Most days I receive invites to conferences like these, the often-boring subject matter dressed up with shiny, exotic locations. I'd like to go to them.
They're not all junkets, of course.
My former Australian publisher told me once a good conference is like a live version of a magazine: a mix of interesting content and advertising only with free drinks.
But there's also a strong vein of opportunism in conference design - I've helped with a couple and the trick seems to be to catch the latest trend, or 'hot' product at the right moment in its development.
Conference subjects can serve as leading indicators of what marketers want to sell you next year.
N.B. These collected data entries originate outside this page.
//! Purpose: Single error type shared by the core, the public API, and the CLI.
//! Exports: `Error`, `ErrorKind`, `to_exit_code`, `io_error_kind`.
//! Role: Every failure surfaces as one `ErrorKind` plus optional context.
//! Invariants: Kinds are stable; exit codes never change once assigned.
//! Invariants: I/O errors are classified in one place (`io_error_kind`).
use std::error::Error as StdError;
use std::fmt;
use std::io;
use std::path::{Path, PathBuf};

use libc::{EACCES, EPERM};

#[derive(Clone, Copy, Debug, Eq, PartialEq)]
pub enum ErrorKind {
    Internal,
    Usage,
    InvalidSpec,
    UnknownFormat,
    NotFound,
    Permission,
    Unsupported,
    SchemaMismatch,
    MissingHeaders,
    Closed,
    Busy,
    Io,
}

#[derive(Debug)]
pub struct Error {
    kind: ErrorKind,
    message: Option<String>,
    hint: Option<String>,
    path: Option<PathBuf>,
    row: Option<u64>,
    source: Option<Box<dyn StdError + Send + Sync>>,
}

impl Error {
    pub fn new(kind: ErrorKind) -> Self {
        Self {
            kind,
            message: None,
            hint: None,
            path: None,
            row: None,
            source: None,
        }
    }

    /// Wraps an I/O failure, classifying it by `io_error_kind`.
    pub fn io(err: io::Error, path: &Path) -> Self {
        Error::new(io_error_kind(&err))
            .with_path(path)
            .with_source(err)
    }

    pub fn kind(&self) -> ErrorKind {
        self.kind
    }

    pub fn message(&self) -> Option<&str> {
        self.message.as_deref()
    }

    pub fn hint(&self) -> Option<&str> {
        self.hint.as_deref()
    }

    pub fn path(&self) -> Option<&Path> {
        self.path.as_deref()
    }

    /// Zero-based index of the row the failure relates to, when known.
    pub fn row(&self) -> Option<u64> {
        self.row
    }

    pub fn with_message(mut self, message: impl Into<String>) -> Self {
        self.message = Some(message.into());
        self
    }

    pub fn with_hint(mut self, hint: impl Into<String>) -> Self {
        self.hint = Some(hint.into());
        self
    }

    pub fn with_path(mut self, path: impl Into<PathBuf>) -> Self {
        self.path = Some(path.into());
        self
    }

    pub fn with_row(mut self, row: u64) -> Self {
        self.row = Some(row);
        self
    }

    pub fn with_source(mut self, source: impl StdError + Send + Sync + 'static) -> Self {
        self.source = Some(Box::new(source));
        self
    }
}

impl fmt::Display for Error {
    fn fmt(&self, f: &mut fmt::Formatter<'_>) -> fmt::Result {
        write!(f, "{:?}", self.kind)?;
        if let Some(message) = &self.message {
            write!(f, ": {message}")?;
        }
        if let Some(path) = &self.path {
            write!(f, " (path: {})", path.display())?;
        }
        if let Some(row) = self.row {
            write!(f, " (row: {row})")?;
        }
        Ok(())
    }
}

impl StdError for Error {
    fn source(&self) -> Option<&(dyn StdError + 'static)> {
        self.source
            .as_ref()
            .map(|source| source.as_ref() as &(dyn StdError + 'static))
    }
}

pub fn io_error_kind(err: &io::Error) -> ErrorKind {
    let errno = err.raw_os_error().unwrap_or_default();
    if errno == EACCES || errno == EPERM {
        return ErrorKind::Permission;
    }
    match err.kind() {
        io::ErrorKind::NotFound => ErrorKind::NotFound,
        io::ErrorKind::PermissionDenied => ErrorKind::Permission,
        io::ErrorKind::WouldBlock => ErrorKind::Busy,
        _ => ErrorKind::Io,
    }
}

pub fn to_exit_code(kind: ErrorKind) -> i32 {
    match kind {
        ErrorKind::Internal => 1,
        ErrorKind::Usage => 2,
        ErrorKind::NotFound => 3,
        ErrorKind::InvalidSpec => 4,
        ErrorKind::Busy => 5,
        ErrorKind::Permission => 6,
        ErrorKind::UnknownFormat => 7,
        ErrorKind::Io => 8,
        ErrorKind::Unsupported => 9,
        ErrorKind::SchemaMismatch => 10,
        ErrorKind::MissingHeaders => 11,
        ErrorKind::Closed => 12,
    }
}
If there's any truth in the broad generalisation here's a couple of investment ideas that might be coming our way in 2011.
This inaugural 'Green Investing Conference 2010', for example, is "seeking to present the latest research on investment criteria in sustainable development and on new findings and innovative projects in the field of green business". To find out what this is all about you'll have to go to Nice on the ritzy Cote d'Azur on December 10.
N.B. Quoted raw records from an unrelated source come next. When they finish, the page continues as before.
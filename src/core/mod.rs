// Core modules implementing specs, storage backends, and error modeling.
pub mod backend;
pub mod delimited;
pub mod error;
pub mod fixed_width;
pub mod location;
pub mod registry;
pub mod row;
pub mod spec;
pub mod spec_text;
But if sustainability is cool for investors, China is hot. And conference conglomerate Terrapin, the mob also behind the 3-Day MBA, doesn't want to miss this boat, touting a talk-fest on what it claims is the next must-have in investment product: China funds denominated in real Chinese money (the renminbi or RMB).
"The liberalization of China RMB is the latest buzz word in the financial industry," runs the Terrapin promo. "The world is readying itself for the explosion of RMB products and solutions."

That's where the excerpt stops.